One of these was my skipper, James Walkus of the Pacific Joye. He was a good fisherman, well respected in the fleet—but with one peculiarity. He would not set his net on Saturday. This was unthinkable, especially on a herring fishery. But the unthinkable happened! On Saturday morning an opening was announced for later that morning. The percentage was high, and the harvest must be taken before it was lost.

Knowing we would not fish, another deck hand and I rowed to shore and hiked the hills in the forest until the afternoon when we returned to the Pacific Joye. Here is what happened while we were on the hills.

The fleet pulled anchor and began searching for the schools of herring—all except Pacific Joye. The fishery officers took boundary markers in their skiffs and began setting them in place. The breeze kept building and one of the fishery skiffs capsized (no lives lost) which caused the fishery officer in charge to cancel the fishery until the next day when the weather would not be so snarly.

The fleet didn’t talk about it much on the radios that evening, but each one knew in his heart that James’s God—the God of the Sabbath—was standing by His friend who trusted Him. Wharf rumor was that the fishery officer in charge that day was careful in the future to not have a Saturday opening if any boats in the fleet were averse to fishing on that day.

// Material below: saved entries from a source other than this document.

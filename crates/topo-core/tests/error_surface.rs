use topo_core::errors::{ErrorInfo, TopoError};

fn sample_info(code: &str, message: &str) -> ErrorInfo {
    ErrorInfo::new(code, message)
        .with_context("id", "1")
        .with_context("reason", "example")
}

#[test]
fn potential_error_surface() {
    let err = TopoError::Potential(sample_info("P001", "dimension mismatch"));
    assert_eq!(err.info().code, "P001");
    assert!(err.info().context.contains_key("id"));
}

#[test]
fn network_error_surface() {
    let err = TopoError::Network(sample_info("N001", "unknown minimum"));
    assert_eq!(err.info().code, "N001");
    assert!(err.info().context.contains_key("reason"));
}

#[test]
fn search_and_config_error_surface() {
    let search = TopoError::Search(sample_info("S001", "coincident endpoints"));
    let config = TopoError::Config(sample_info("C001", "negative temperature"));
    assert_eq!(search.info().code, "S001");
    assert_eq!(config.info().code, "C001");
}

#[test]
fn serde_error_display_includes_context_and_hint() {
    let err = TopoError::Serde(
        ErrorInfo::new("count-mismatch", "ts files disagree")
            .with_context("ts.data", "3")
            .with_hint("re-dump the network"),
    );
    let rendered = err.to_string();
    assert!(rendered.starts_with("serde error: ts files disagree (code: count-mismatch)"));
    assert!(rendered.contains("ts.data=3"));
    assert!(rendered.contains("hint: re-dump the network"));
}

#[test]
fn dimension_mismatch_records_sizes() {
    let err = TopoError::dimension_mismatch(2, 3);
    assert!(matches!(&err, TopoError::Potential(info) if info.code == "dimension-mismatch"));
    assert_eq!(err.info().context["expected"], "2");
    assert_eq!(err.info().context["found"], "3");
}

#[test]
fn errors_round_trip_json() {
    let err = TopoError::Rng(sample_info("RN001", "invalid seed"));
    let json = serde_json::to_string(&err).expect("serialize");
    let decoded: TopoError = serde_json::from_str(&json).expect("deserialize");
    assert_eq!(decoded, err);
}
//! Graph queries over a transition network.

use std::cmp::Ordering;
use std::collections::{BinaryHeap, VecDeque};

use serde::{Deserialize, Serialize};
use topo_core::errors::TopoError;
use topo_core::MinimumId;

use crate::network::KineticTransitionNetwork;

/// Aggregate statistics of a network.
#[derive(Debug, Clone, PartialEq, Serialize, Deserialize)]
pub struct NetworkSummary {
    /// Number of minima.
    pub n_minima: usize,
    /// Number of transition states.
    pub n_transition_states: usize,
    /// Number of connected components (isolated minima count as one each).
    pub n_components: usize,
    /// Size of the component holding the global minimum.
    pub global_component_size: usize,
    /// Id of the lowest minimum.
    pub global_minimum: Option<MinimumId>,
    /// Value of the lowest minimum.
    pub global_minimum_value: Option<f64>,
    /// Lowest transition-state value.
    pub lowest_transition_state: Option<f64>,
    /// Mean number of edges per minimum.
    pub mean_degree: f64,
}

impl KineticTransitionNetwork {
    /// Connected components as sorted id lists, ordered by their smallest id.
    pub fn connected_components(&self) -> Vec<Vec<MinimumId>> {
        let labels = self.component_labels();
        let count = labels.iter().copied().max().map_or(0, |max| max + 1);
        let mut components = vec![Vec::new(); count];
        for minimum in self.minima() {
            components[labels[minimum.id.index()]].push(minimum.id);
        }
        components
    }

    /// Ids in the same component as `id`, including `id`.
    pub fn component_of(&self, id: MinimumId) -> Result<Vec<MinimumId>, TopoError> {
        self.minimum(id)?;
        let labels = self.component_labels();
        let label = labels[id.index()];
        Ok(self
            .minima()
            .iter()
            .filter(|m| labels[m.id.index()] == label)
            .map(|m| m.id)
            .collect())
    }

    /// Lowest possible highest transition state on any path from `a` to `b`.
    ///
    /// Returns `None` when the minima are disconnected and `Some(value of a)`
    /// when `a == b`. This is the barrier a disconnectivity graph joins the
    /// two minima at.
    pub fn minimax_barrier(&self, a: MinimumId, b: MinimumId) -> Result<Option<f64>, TopoError> {
        let start = self.minimum(a)?.value;
        self.minimum(b)?;
        if a == b {
            return Ok(Some(start));
        }
        let mut best = vec![f64::INFINITY; self.n_minima()];
        let mut heap = BinaryHeap::new();
        best[a.index()] = f64::NEG_INFINITY;
        heap.push(Frontier {
            barrier: f64::NEG_INFINITY,
            id: a,
        });
        while let Some(Frontier { barrier, id }) = heap.pop() {
            if id == b {
                return Ok(Some(barrier));
            }
            if barrier > best[id.index()] {
                continue;
            }
            for ts in self.transition_states() {
                let Some(next) = ts.other(id) else {
                    continue;
                };
                if next == id {
                    continue;
                }
                let through = barrier.max(ts.value);
                if through < best[next.index()] {
                    best[next.index()] = through;
                    heap.push(Frontier { barrier: through, id: next });
                }
            }
        }
        Ok(None)
    }

    /// Summary statistics.
    pub fn summary(&self) -> NetworkSummary {
        let components = self.connected_components();
        let global = self.global_minimum();
        let global_component_size = global
            .and_then(|g| components.iter().find(|c| c.contains(&g.id)))
            .map_or(0, Vec::len);
        let lowest_transition_state = self
            .transition_states()
            .iter()
            .map(|ts| ts.value)
            .min_by(|x, y| x.partial_cmp(y).unwrap_or(Ordering::Equal));
        let degree_total: usize = self
            .minima()
            .iter()
            .map(|m| self.neighbours(m.id).map_or(0, |n| n.len()))
            .sum();
        NetworkSummary {
            n_minima: self.n_minima(),
            n_transition_states: self.n_transition_states(),
            n_components: components.len(),
            global_component_size,
            global_minimum: global.map(|m| m.id),
            global_minimum_value: global.map(|m| m.value),
            lowest_transition_state,
            mean_degree: if self.n_minima() == 0 {
                0.0
            } else {
                degree_total as f64 / self.n_minima() as f64
            },
        }
    }

    fn component_labels(&self) -> Vec<usize> {
        let mut labels = vec![usize::MAX; self.n_minima()];
        let mut next = 0;
        for root in 0..self.n_minima() {
            if labels[root] != usize::MAX {
                continue;
            }
            labels[root] = next;
            let mut queue = VecDeque::from([MinimumId::from_raw(root as u64)]);
            while let Some(current) = queue.pop_front() {
                for neighbour in self.neighbours(current).unwrap_or_default() {
                    if labels[neighbour.index()] == usize::MAX {
                        labels[neighbour.index()] = next;
                        queue.push_back(neighbour);
                    }
                }
            }
            next += 1;
        }
        labels
    }
}

#[derive(Debug, Clone, Copy)]
struct Frontier {
    barrier: f64,
    id: MinimumId,
}

impl PartialEq for Frontier {
    fn eq(&self, other: &Self) -> bool {
        self.cmp(other) == Ordering::Equal
    }
}

impl Eq for Frontier {}

impl PartialOrd for Frontier {
    fn partial_cmp(&self, other: &Self) -> Option<Ordering> {
        Some(self.cmp(other))
    }
}

impl Ord for Frontier {
    // Reversed so the max-heap pops the lowest barrier first.
    fn cmp(&self, other: &Self) -> Ordering {
        other
            .barrier
            .total_cmp(&self.barrier)
            .then_with(|| other.id.cmp(&self.id))
    }
}
use serde::{Deserialize, Serialize};
use topo_core::linalg::norm;
use topo_core::{LocalMinimizer, Minimization, Potential, RngHandle, TopoError};
use topo_network::KineticTransitionNetwork;

use crate::config::BasinHoppingConfig;
use crate::step_taker::PerturbationStepTaker;

/// Summary returned after a basin-hopping run.
#[derive(Debug, Clone, PartialEq, Serialize, Deserialize)]
pub struct BasinHoppingSummary {
    /// Steps executed (always the configured count).
    pub n_steps: usize,
    /// Trials accepted by the Metropolis test.
    pub accepted: usize,
    /// Valid trials rejected by the Metropolis test.
    pub rejected: usize,
    /// Trials discarded before the Metropolis test.
    pub invalid: usize,
    /// `accepted / n_steps`.
    pub acceptance_rate: f64,
    /// Network size before the run.
    pub minima_before: usize,
    /// Network size after the run.
    pub minima_after: usize,
    /// Lowest value seen among valid minima.
    pub best_value: Option<f64>,
    /// Location of `best_value`.
    pub best_point: Option<Vec<f64>>,
    /// Value of the current point after the initial minimisation and after
    /// every accepted step, in order.
    pub accepted_values: Vec<f64>,
    /// Per-coordinate displacement limits at the end of the run.
    pub final_displacements: Vec<f64>,
}

/// Global optimiser combining perturbation, local minimisation and a
/// Metropolis acceptance test.
///
/// Every valid trial minimum is inserted into the network whether accepted
/// or not; only the walk depends on acceptance.
#[derive(Debug, Clone, Default)]
pub struct BasinHopping {
    config: BasinHoppingConfig,
}

impl BasinHopping {
    /// Creates the optimiser after validating `config`.
    pub fn new(config: BasinHoppingConfig) -> Result<Self, TopoError> {
        config.validate()?;
        Ok(Self { config })
    }

    /// Returns the configuration.
    pub fn config(&self) -> &BasinHoppingConfig {
        &self.config
    }

    /// Runs exactly `n_steps` iterations from `start` (default: domain centre).
    pub fn run(
        &self,
        network: &mut KineticTransitionNetwork,
        potential: &dyn Potential,
        minimizer: &dyn LocalMinimizer,
        start: Option<&[f64]>,
        rng: &mut RngHandle,
    ) -> Result<BasinHoppingSummary, TopoError> {
        let bounds = potential.bounds();
        let start = match start {
            Some(point) => {
                bounds.check_dimension(point)?;
                bounds.clamped(point)
            }
            None => bounds.centre(),
        };
        let minima_before = network.n_minima();
        let mut step_taker = PerturbationStepTaker::new(&self.config.step, bounds);

        let initial = minimizer.minimize(potential, &start);
        let mut best: Option<(f64, Vec<f64>)> = None;
        if self.is_valid(potential, &initial) {
            network.add_minimum(&initial.point, initial.value)?;
            best = Some((initial.value, initial.point.clone()));
        }
        let mut current = initial;
        let mut accepted_values = vec![current.value];
        let (mut accepted, mut rejected, mut invalid) = (0, 0, 0);
        let mut window_accepted = 0;

        for step in 1..=self.config.n_steps {
            let candidate = step_taker.propose(&current.point, rng);
            let trial = minimizer.minimize(potential, &candidate);
            if !self.is_valid(potential, &trial) {
                invalid += 1;
            } else {
                network.add_minimum(&trial.point, trial.value)?;
                if best.as_ref().map_or(true, |(value, _)| trial.value < *value) {
                    best = Some((trial.value, trial.point.clone()));
                }
                if self.metropolis(current.value, trial.value, rng) {
                    accepted += 1;
                    window_accepted += 1;
                    accepted_values.push(trial.value);
                    log::debug!("step {step}: accepted {:.6e}", trial.value);
                    current = trial;
                } else {
                    rejected += 1;
                }
            }

            let interval = self.config.adjust_interval;
            if interval > 0 && step % interval == 0 {
                let rate = window_accepted as f64 / interval as f64;
                let factor = if rate > self.config.target_acceptance {
                    1.0 / self.config.adjust_factor
                } else {
                    self.config.adjust_factor
                };
                step_taker.scale(factor);
                log::debug!(
                    "step {step}: acceptance {rate:.2}, displacement scaled by {factor:.3}"
                );
                window_accepted = 0;
            }
        }

        let summary = BasinHoppingSummary {
            n_steps: self.config.n_steps,
            accepted,
            rejected,
            invalid,
            acceptance_rate: if self.config.n_steps == 0 {
                0.0
            } else {
                accepted as f64 / self.config.n_steps as f64
            },
            minima_before,
            minima_after: network.n_minima(),
            best_value: best.as_ref().map(|(value, _)| *value),
            best_point: best.map(|(_, point)| point),
            accepted_values,
            final_displacements: step_taker.displacements().to_vec(),
        };
        log::info!(
            "basin hopping: {} steps, {} accepted, {} invalid, {} -> {} minima, best {:?}",
            summary.n_steps,
            summary.accepted,
            summary.invalid,
            summary.minima_before,
            summary.minima_after,
            summary.best_value
        );
        Ok(summary)
    }

    /// Metropolis test; ties and downhill moves are always accepted.
    fn metropolis(&self, current: f64, trial: f64, rng: &mut RngHandle) -> bool {
        if trial <= current {
            return true;
        }
        if self.config.temperature <= 0.0 {
            return false;
        }
        let acceptance = (-(trial - current) / self.config.temperature).exp().min(1.0);
        rng.uniform() < acceptance
    }

    fn is_valid(&self, potential: &dyn Potential, minimum: &Minimization) -> bool {
        if !minimum.converged || !minimum.value.is_finite() {
            return false;
        }
        if self.config.reject_bounds_minima
            && potential
                .bounds()
                .at_bounds(&minimum.point, self.config.bounds_tolerance)
            && norm(&potential.gradient(&minimum.point)) > self.config.bounds_gradient_tolerance
        {
            return false;
        }
        true
    }
}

Not all events turn out as we imagine they should. Summer field work in geology assumes continuous work while in the field. I did not know how to fit this schedule with my sacred Sabbath, so I have worked in other areas of the work force throughout my career. I am not yet willing to trade the Sabbath for another treasure. I consider the Sabbath one of the most precious gifts we could have. Abraham Heschel verbalized it in The Sabbath, “There is a realm of time where the goal is not to have but to be, not to own but to give, not to control but to share, not to subdue but to be in accord.”

I have often thought that the only real freedom I have is the Sabbath. Material things are put aside and “me” the slave becomes “me” a free man. Financial responsibilities have no authority on the Sabbath day. The real me can come out, look around and celebrate the world I am a part of without the fear that emerges on other days as I face the perils of my responsibilities. It is a tantalizing taste of the other world.

 


Bruce Rafuse is a member of the Port Hardy Seventh-day Adventist Church in British Columbia, Canada.